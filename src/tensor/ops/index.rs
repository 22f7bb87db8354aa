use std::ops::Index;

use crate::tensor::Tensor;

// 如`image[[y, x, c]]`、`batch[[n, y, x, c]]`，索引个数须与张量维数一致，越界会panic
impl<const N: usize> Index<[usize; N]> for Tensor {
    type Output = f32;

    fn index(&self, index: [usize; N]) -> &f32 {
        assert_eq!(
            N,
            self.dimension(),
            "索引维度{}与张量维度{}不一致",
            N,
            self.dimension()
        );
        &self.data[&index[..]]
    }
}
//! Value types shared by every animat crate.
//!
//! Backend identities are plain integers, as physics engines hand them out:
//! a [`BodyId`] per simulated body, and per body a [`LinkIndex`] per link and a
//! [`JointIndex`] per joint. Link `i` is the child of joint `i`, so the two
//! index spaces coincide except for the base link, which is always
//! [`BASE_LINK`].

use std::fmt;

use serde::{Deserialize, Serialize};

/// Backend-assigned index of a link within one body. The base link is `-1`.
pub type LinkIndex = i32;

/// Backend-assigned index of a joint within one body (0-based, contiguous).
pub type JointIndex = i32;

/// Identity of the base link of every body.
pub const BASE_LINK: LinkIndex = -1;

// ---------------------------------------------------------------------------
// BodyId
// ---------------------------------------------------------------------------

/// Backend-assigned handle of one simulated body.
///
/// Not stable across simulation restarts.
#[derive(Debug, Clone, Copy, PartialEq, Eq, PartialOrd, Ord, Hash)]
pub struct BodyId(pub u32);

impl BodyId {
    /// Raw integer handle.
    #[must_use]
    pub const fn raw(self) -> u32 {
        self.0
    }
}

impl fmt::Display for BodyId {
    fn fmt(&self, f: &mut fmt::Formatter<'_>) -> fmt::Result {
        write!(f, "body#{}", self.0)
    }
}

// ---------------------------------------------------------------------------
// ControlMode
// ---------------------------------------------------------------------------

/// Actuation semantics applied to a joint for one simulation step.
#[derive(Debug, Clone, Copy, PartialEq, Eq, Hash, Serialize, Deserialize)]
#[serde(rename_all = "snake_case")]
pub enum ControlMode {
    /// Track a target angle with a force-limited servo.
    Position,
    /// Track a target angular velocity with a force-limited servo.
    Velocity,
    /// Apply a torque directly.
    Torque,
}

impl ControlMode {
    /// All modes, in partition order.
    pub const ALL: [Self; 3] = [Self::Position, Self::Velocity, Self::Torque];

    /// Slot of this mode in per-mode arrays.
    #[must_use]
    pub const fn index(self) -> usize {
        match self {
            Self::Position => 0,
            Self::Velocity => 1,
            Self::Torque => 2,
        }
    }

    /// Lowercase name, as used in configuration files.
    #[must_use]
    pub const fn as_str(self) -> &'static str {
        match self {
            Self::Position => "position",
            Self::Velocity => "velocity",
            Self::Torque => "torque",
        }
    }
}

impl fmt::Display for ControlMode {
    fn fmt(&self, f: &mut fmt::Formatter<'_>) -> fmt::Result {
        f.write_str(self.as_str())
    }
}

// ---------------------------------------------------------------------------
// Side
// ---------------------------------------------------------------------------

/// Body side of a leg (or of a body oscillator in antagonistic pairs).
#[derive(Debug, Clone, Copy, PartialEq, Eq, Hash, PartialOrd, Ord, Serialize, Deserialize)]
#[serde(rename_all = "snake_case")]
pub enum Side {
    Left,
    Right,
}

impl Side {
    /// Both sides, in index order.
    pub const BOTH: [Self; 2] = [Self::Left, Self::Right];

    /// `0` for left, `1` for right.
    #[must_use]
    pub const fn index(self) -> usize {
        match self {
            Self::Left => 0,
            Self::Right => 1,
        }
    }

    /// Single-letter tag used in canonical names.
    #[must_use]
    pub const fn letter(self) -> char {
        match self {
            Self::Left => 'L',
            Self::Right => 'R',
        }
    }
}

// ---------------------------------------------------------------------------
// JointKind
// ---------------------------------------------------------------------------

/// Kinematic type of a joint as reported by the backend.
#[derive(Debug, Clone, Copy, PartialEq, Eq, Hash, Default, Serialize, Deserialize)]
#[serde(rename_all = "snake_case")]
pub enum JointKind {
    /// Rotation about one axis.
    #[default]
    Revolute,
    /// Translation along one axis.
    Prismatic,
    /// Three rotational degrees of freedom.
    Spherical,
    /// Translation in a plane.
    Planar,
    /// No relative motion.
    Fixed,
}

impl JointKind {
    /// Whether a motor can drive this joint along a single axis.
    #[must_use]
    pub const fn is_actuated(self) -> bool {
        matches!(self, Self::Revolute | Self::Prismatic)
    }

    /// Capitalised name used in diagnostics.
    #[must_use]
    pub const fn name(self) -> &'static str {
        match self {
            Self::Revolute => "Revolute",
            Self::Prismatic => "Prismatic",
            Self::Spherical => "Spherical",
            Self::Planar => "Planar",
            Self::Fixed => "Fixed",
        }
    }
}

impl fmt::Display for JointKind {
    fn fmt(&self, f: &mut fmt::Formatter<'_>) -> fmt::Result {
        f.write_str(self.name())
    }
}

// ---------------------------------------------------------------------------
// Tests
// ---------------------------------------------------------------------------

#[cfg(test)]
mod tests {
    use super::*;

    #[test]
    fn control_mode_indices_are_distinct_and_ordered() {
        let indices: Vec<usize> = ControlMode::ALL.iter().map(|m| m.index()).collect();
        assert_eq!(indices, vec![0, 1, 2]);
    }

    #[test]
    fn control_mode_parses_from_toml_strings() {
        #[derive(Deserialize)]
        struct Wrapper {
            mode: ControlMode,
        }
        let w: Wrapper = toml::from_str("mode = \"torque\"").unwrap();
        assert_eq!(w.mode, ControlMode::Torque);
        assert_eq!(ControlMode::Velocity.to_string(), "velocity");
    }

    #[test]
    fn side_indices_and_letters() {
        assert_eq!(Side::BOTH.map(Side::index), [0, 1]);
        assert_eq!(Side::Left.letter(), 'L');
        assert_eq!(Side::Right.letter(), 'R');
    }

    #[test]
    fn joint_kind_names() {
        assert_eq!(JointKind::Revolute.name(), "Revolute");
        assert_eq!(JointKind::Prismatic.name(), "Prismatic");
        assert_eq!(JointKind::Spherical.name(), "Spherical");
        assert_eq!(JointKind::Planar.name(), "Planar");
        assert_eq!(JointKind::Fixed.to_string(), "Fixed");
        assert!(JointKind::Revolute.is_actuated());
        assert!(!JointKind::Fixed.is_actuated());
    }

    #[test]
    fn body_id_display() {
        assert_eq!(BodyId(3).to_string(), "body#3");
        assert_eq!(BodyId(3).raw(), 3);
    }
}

• ASSIGNMENT: Please print the full listing shown above, exactly as it appears.

• RESPONSE TO THE TASK:
filename src/tensor/ops/index.rs
repository 22f7bb87db8354aa
use std::ops::Index;

use crate::tensor::Tensor;

// 如`image[[y, x, c]]`、`batch[[n, y, x, c]]`，索引个数须与张量维数一致，越界会panic
impl<const N: usize> Index<[usize; N]> for Tensor {
    type Output = f32;

    fn index(&self, index: [usize; N]) -> &f32 {
        assert_eq!(
            N,
            self.dimension(),
            "索引维度{}与张量维度{}不一致",
            N,
            self.dimension()
        );
        &self.data[&index[..]]
    }
}
//! Value types shared by every animat crate.
//!
//! Backend identities are plain integers, as physics engines hand them out:
//! a [`BodyId`] per simulated body, and per body a [`LinkIndex`] per link and a
//! [`JointIndex`] per joint. Link `i` is the child of joint `i`, so the two
//! index spaces coincide except for the base link, which is always
//! [`BASE_LINK`].

use std::fmt;

use serde::{Deserialize, Serialize};

/// Backend-assigned index of a link within one body. The base link is `-1`.
pub type LinkIndex = i32;

/// Backend-assigned index of a joint within one body (0-based, contiguous).
pub type JointIndex = i32;

/// Identity of the base link of every body.
pub const BASE_LINK: LinkIndex = -1;

// ---------------------------------------------------------------------------
// BodyId
// ---------------------------------------------------------------------------

/// Backend-assigned handle of one simulated body.
///
/// Not stable across simulation restarts.
#[derive(Debug, Clone, Copy, PartialEq, Eq, PartialOrd, Ord, Hash)]
pub struct BodyId(pub u32);

impl BodyId {
    /// Raw integer handle.
    #[must_use]
    pub const fn raw(self) -> u32 {
        self.0
    }
}

impl fmt::Display for BodyId {
    fn fmt(&self, f: &mut fmt::Formatter<'_>) -> fmt::Result {
        write!(f, "body#{}", self.0)
    }
}

// ---------------------------------------------------------------------------
// ControlMode
// ---------------------------------------------------------------------------

/// Actuation semantics applied to a joint for one simulation step.
#[derive(Debug, Clone, Copy, PartialEq, Eq, Hash, Serialize, Deserialize)]
#[serde(rename_all = "snake_case")]
pub enum ControlMode {
    /// Track a target angle with a force-limited servo.
    Position,
    /// Track a target angular velocity with a force-limited servo.
    Velocity,
    /// Apply a torque directly.
    Torque,
}

impl ControlMode {
    /// All modes, in partition order.
    pub const ALL: [Self; 3] = [Self::Position, Self::Velocity, Self::Torque];

    /// Slot of this mode in per-mode arrays.
    #[must_use]
    pub const fn index(self) -> usize {
        match self {
            Self::Position => 0,
            Self::Velocity => 1,
            Self::Torque => 2,
        }
    }

    /// Lowercase name, as used in configuration files.
    #[must_use]
    pub const fn as_str(self) -> &'static str {
        match self {
            Self::Position => "position",
            Self::Velocity => "velocity",
            Self::Torque => "torque",
        }
    }
}

impl fmt::Display for ControlMode {
    fn fmt(&self, f: &mut fmt::Formatter<'_>) -> fmt::Result {
        f.write_str(self.as_str())
    }
}

// ---------------------------------------------------------------------------
// Side
// ---------------------------------------------------------------------------

/// Body side of a leg (or of a body oscillator in antagonistic pairs).
#[derive(Debug, Clone, Copy, PartialEq, Eq, Hash, PartialOrd, Ord, Serialize, Deserialize)]
#[serde(rename_all = "snake_case")]
pub enum Side {
    Left,
    Right,
}

impl Side {
    /// Both sides, in index order.
    pub const BOTH: [Self; 2] = [Self::Left, Self::Right];

    /// `0` for left, `1` for right.
    #[must_use]
    pub const fn index(self) -> usize {
        match self {
            Self::Left => 0,
            Self::Right => 1,
        }
    }

    /// Single-letter tag used in canonical names.
    #[must_use]
    pub const fn letter(self) -> char {
        match self {
            Self::Left => 'L',
            Self::Right => 'R',
        }
    }
}

// ---------------------------------------------------------------------------
// JointKind
// ---------------------------------------------------------------------------

/// Kinematic type of a joint as reported by the backend.
#[derive(Debug, Clone, Copy, PartialEq, Eq, Hash, Default, Serialize, Deserialize)]
#[serde(rename_all = "snake_case")]
pub enum JointKind {
    /// Rotation about one axis.
    #[default]
    Revolute,
    /// Translation along one axis.
    Prismatic,
    /// Three rotational degrees of freedom.
    Spherical,
    /// Translation in a plane.
    Planar,
    /// No relative motion.
    Fixed,
}

impl JointKind {
    /// Whether a motor can drive this joint along a single axis.
    #[must_use]
    pub const fn is_actuated(self) -> bool {
        matches!(self, Self::Revolute | Self::Prismatic)
    }

    /// Capitalised name used in diagnostics.
    #[must_use]
    pub const fn name(self) -> &'static str {
        match self {
            Self::Revolute => "Revolute",
            Self::Prismatic => "Prismatic",
            Self::Spherical => "Spherical",
            Self::Planar => "Planar",
            Self::Fixed => "Fixed",
        }
    }
}

impl fmt::Display for JointKind {
    fn fmt(&self, f: &mut fmt::Formatter<'_>) -> fmt::Result {
        f.write_str(self.name())
    }
}

// ---------------------------------------------------------------------------
// Tests
// ---------------------------------------------------------------------------

#[cfg(test)]
mod tests {
    use super::*;

    #[test]
    fn control_mode_indices_are_distinct_and_ordered() {
        let indices: Vec<usize> = ControlMode::ALL.iter().map(|m| m.index()).collect();
        assert_eq!(indices, vec![0, 1, 2]);
    }

    #[test]
    fn control_mode_parses_from_toml_strings() {
        #[derive(Deserialize)]
        struct Wrapper {
            mode: ControlMode,
        }
        let w: Wrapper = toml::from_str("mode = \"torque\"").unwrap();
        assert_eq!(w.mode, ControlMode::Torque);
        assert_eq!(ControlMode::Velocity.to_string(), "velocity");
    }

    #[test]
    fn side_indices_and_letters() {
        assert_eq!(Side::BOTH.map(Side::index), [0, 1]);
        assert_eq!(Side::Left.letter(), 'L');
        assert_eq!(Side::Right.letter(), 'R');
    }

    #[test]
    fn joint_kind_names() {
        assert_eq!(JointKind::Revolute.name(), "Revolute");
        assert_eq!(JointKind::Prismatic.name(), "Prismatic");
        assert_eq!(JointKind::Spherical.name(), "Spherical");
        assert_eq!(JointKind::Planar.name(), "Planar");
        assert_eq!(JointKind::Fixed.to_string(), "Fixed");
        assert!(JointKind::Revolute.is_actuated());
        assert!(!JointKind::Fixed.is_actuated());
    }

    #[test]
    fn body_id_display() {
        assert_eq!(BodyId(3).to_string(), "body#3");
        assert_eq!(BodyId(3).raw(), 3);
    }
}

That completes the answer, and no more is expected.